The market is poised for robust performance this year, although marred by pandemic-driven uncertainty
The commercial real estate market in the Greater Toronto Area is set for a strong if volatile year, amid sustained attention from cash-wealthy investors magnetized by favourable borrowing costs, according to a new report by Avison Young.
“Unlike 2020, 2021 opened with variants of concern and another round of business closures which continues to impact day-to-day life and cloud investor sentiment,” Avison Young said in the Q1 2021 edition of its Commercial Real Estate Investment Review covering the GTA. “However, mass vaccinations offer a ray of hope and the prospect of an eventual return to pre-pandemic capital flows into what is otherwise a relatively sound property market.”
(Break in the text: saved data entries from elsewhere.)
//! Task spec definition
//!
//! A task spec is the declarative definition of one evaluation: the prompt,
//! the datasets it needs and the grader that scores the answer.

use std::path::{Component, Path};

use serde::{Deserialize, Serialize};
use spatialbench_graders::GraderSpec;

use crate::config::HarnessConfig;
use crate::error::{EvalError, HarnessResult};

/// Dataset references of a task: none, one URI, or a list of URIs
#[derive(Debug, Clone, Default, PartialEq, Eq, Serialize, Deserialize)]
#[serde(untagged)]
pub enum DataNode {
    #[default]
    None,
    Single(String),
    Many(Vec<String>),
}

impl DataNode {
    /// All referenced URIs in declaration order
    pub fn uris(&self) -> Vec<String> {
        match self {
            DataNode::None => Vec::new(),
            DataNode::Single(uri) => vec![uri.clone()],
            DataNode::Many(uris) => uris.clone(),
        }
    }
}

/// An evaluation task definition
#[derive(Debug, Clone, PartialEq, Serialize, Deserialize)]
pub struct TaskSpec {
    /// Unique identifier; also the workspace directory name
    pub id: String,

    /// Prompt given to the agent
    pub task: String,

    /// Dataset URIs to stage into the workspace
    #[serde(default)]
    pub data_node: DataNode,

    /// Grader configuration (ungraded when absent)
    #[serde(default)]
    pub grader: Option<GraderSpec>,

    /// Overall timeout in seconds, used for the agent when `agent_timeout` is unset
    #[serde(default)]
    pub timeout: Option<u64>,

    /// Dataset download timeout in seconds
    #[serde(default)]
    pub download_timeout: Option<u64>,

    /// Agent timeout in seconds
    #[serde(default)]
    pub agent_timeout: Option<u64>,
}

impl TaskSpec {
    /// Create a new task spec
    pub fn new(id: impl Into<String>, task: impl Into<String>) -> Self {
        Self {
            id: id.into(),
            task: task.into(),
            data_node: DataNode::None,
            grader: None,
            timeout: None,
            download_timeout: None,
            agent_timeout: None,
        }
    }

    /// Add a dataset reference
    pub fn with_data(mut self, uri: impl Into<String>) -> Self {
        let mut uris = self.data_node.uris();
        uris.push(uri.into());
        self.data_node = if uris.len() == 1 {
            DataNode::Single(uris.remove(0))
        } else {
            DataNode::Many(uris)
        };
        self
    }

    /// Set the grader
    pub fn with_grader(mut self, grader: GraderSpec) -> Self {
        self.grader = Some(grader);
        self
    }

    /// Set the agent timeout
    pub fn with_agent_timeout(mut self, secs: u64) -> Self {
        self.agent_timeout = Some(secs);
        self
    }

    /// Dataset URIs in declaration order
    pub fn data_refs(&self) -> Vec<String> {
        self.data_node.uris()
    }

    /// Agent timeout: `agent_timeout`, then `timeout`, then the config default
    pub fn effective_agent_timeout(&self, config: &HarnessConfig) -> u64 {
        self.agent_timeout
            .or(self.timeout)
            .unwrap_or(config.agent_timeout_secs)
    }

    /// Download timeout: `download_timeout`, then the config default
    pub fn effective_download_timeout(&self, config: &HarnessConfig) -> u64 {
        self.download_timeout
            .unwrap_or(config.download_timeout_secs)
    }

    /// Parse a task spec from JSON text and validate it
    pub fn from_json(json: &str) -> HarnessResult<Self> {
        let spec: TaskSpec =
            serde_json::from_str(json).map_err(|e| EvalError::InvalidTaskSpec(e.to_string()))?;
        spec.validate()?;
        Ok(spec)
    }

    /// Check required fields and that the id can name a workspace directory
    pub fn validate(&self) -> HarnessResult<()> {
        if self.id.trim().is_empty() {
            return Err(EvalError::InvalidTaskSpec("id must not be empty".into()));
        }
        if self.task.trim().is_empty() {
            return Err(EvalError::InvalidTaskSpec(format!(
                "task prompt of '{}' must not be empty",
                self.id
            )));
        }
        if !is_single_component(&self.id) {
            return Err(EvalError::InvalidTaskSpec(format!(
                "id '{}' must be a single path component",
                self.id
            )));
        }
        if self.data_refs().iter().any(|uri| uri.trim().is_empty()) {
            return Err(EvalError::InvalidTaskSpec(format!(
                "data_node of '{}' contains an empty reference",
                self.id
            )));
        }
        Ok(())
    }
}

/// True when `name` is a plain file or directory name with no traversal
pub(crate) fn is_single_component(name: &str) -> bool {
    if name.contains('/') || name.contains('\\') {
        return false;
    }
    let mut components = Path::new(name).components();
    matches!(
        (components.next(), components.next()),
        (Some(Component::Normal(_)), None)
    )
}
Read more: Bank of Canada on the commercial market’s outlook for the coming year
Q1 total sales of office, industrial, retail, multi-residential, and ICI land assets valued at, or greater than, $1 million across the GTA amounted to $3.9 billion, a mere 3% quarter-over-quarter decline and a significant 39% annual increase. This marked the best first-quarter readings since 2018, Avison Young said.
Much of the investor focus is on the industrial segment, while the retail and land sectors also exhibited robust gains.
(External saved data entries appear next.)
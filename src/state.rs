// Copyright 2026 NudgeLink Contributors
//
// Licensed under the Apache License, Version 2.0 (the "License");
// you may not use this file except in compliance with the License.
// You may obtain a copy of the License at
//
//     http://www.apache.org/licenses/LICENSE-2.0
//
// Unless required by applicable law or agreed to in writing, software
// distributed under the License is distributed on an "AS IS" BASIS,
// WITHOUT WARRANTIES OR CONDITIONS OF ANY KIND, either express or implied.
// See the License for the specific language governing permissions and
// limitations under the License.

//! Application state management.
//!
//! The surface the presentation layer reads: session status, discovered
//! peers and the current partner. Written only by the pairing engine task.

use parking_lot::RwLock;
use std::sync::Arc;

use crate::bluetooth::DiscoveredPeer;
use crate::pairing::SessionStatus;

/// Shared application state.
#[derive(Debug)]
pub struct AppState {
    /// Current session status.
    status: RwLock<SessionStatus>,

    /// Last reported hardware status line.
    hardware: RwLock<String>,

    /// Discovered peers, insertion-ordered for display.
    peers: RwLock<Vec<DiscoveredPeer>>,

    /// Paired partner user id, if any.
    partner: RwLock<Option<String>>,
}

impl Default for AppState {
    fn default() -> Self {
        Self {
            status: RwLock::new(SessionStatus::Idle),
            hardware: RwLock::new(String::new()),
            peers: RwLock::new(Vec::new()),
            partner: RwLock::new(None),
        }
    }
}

impl AppState {
    pub fn new() -> Arc<Self> {
        Arc::new(Self::default())
    }

    pub fn set_status(&self, status: SessionStatus) {
        *self.status.write() = status;
    }

    pub fn status(&self) -> SessionStatus {
        self.status.read().clone()
    }

    /// Whether a token exchange is currently underway.
    pub fn is_exchanging(&self) -> bool {
        self.status.read().is_active()
    }

    pub fn set_hardware(&self, text: impl Into<String>) {
        *self.hardware.write() = text.into();
    }

    pub fn hardware(&self) -> String {
        self.hardware.read().clone()
    }

    pub fn clear_peers(&self) {
        self.peers.write().clear();
    }

    pub fn push_peer(&self, peer: DiscoveredPeer) {
        self.peers.write().push(peer);
    }

    pub fn peers(&self) -> Vec<DiscoveredPeer> {
        self.peers.read().clone()
    }

    pub fn has_peer(&self, address: &str) -> bool {
        self.peers.read().iter().any(|p| p.address == address)
    }

    pub fn set_partner(&self, partner: Option<String>) {
        *self.partner.write() = partner;
    }

    pub fn partner(&self) -> Option<String> {
        self.partner.read().clone()
    }
}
“After posting a high-water mark of $4.6 billion in sales in 2020, the industrial sector remains a hot commodity among investors with $1.4 billion worth of industrial properties changing hands in the first quarter of 2021 (representing 36% of the GTA total),” Avison Young reported. “Retail investment increased for the third consecutive quarter with $693 million (18% share) in first-quarter sales – up 25% quarter-over-quarter and 30% year-over-year.”
In particular, the sustained tightness in the industrial and housing markets has pushed demand for land to unprecedented heights, “with a view to developing parcels over a three-to-five-year timeframe,” Avison Young said. “ICI land sales rebounded 33% quarter-over-quarter to $807 million (21% share) – up almost 80% year-over-year.”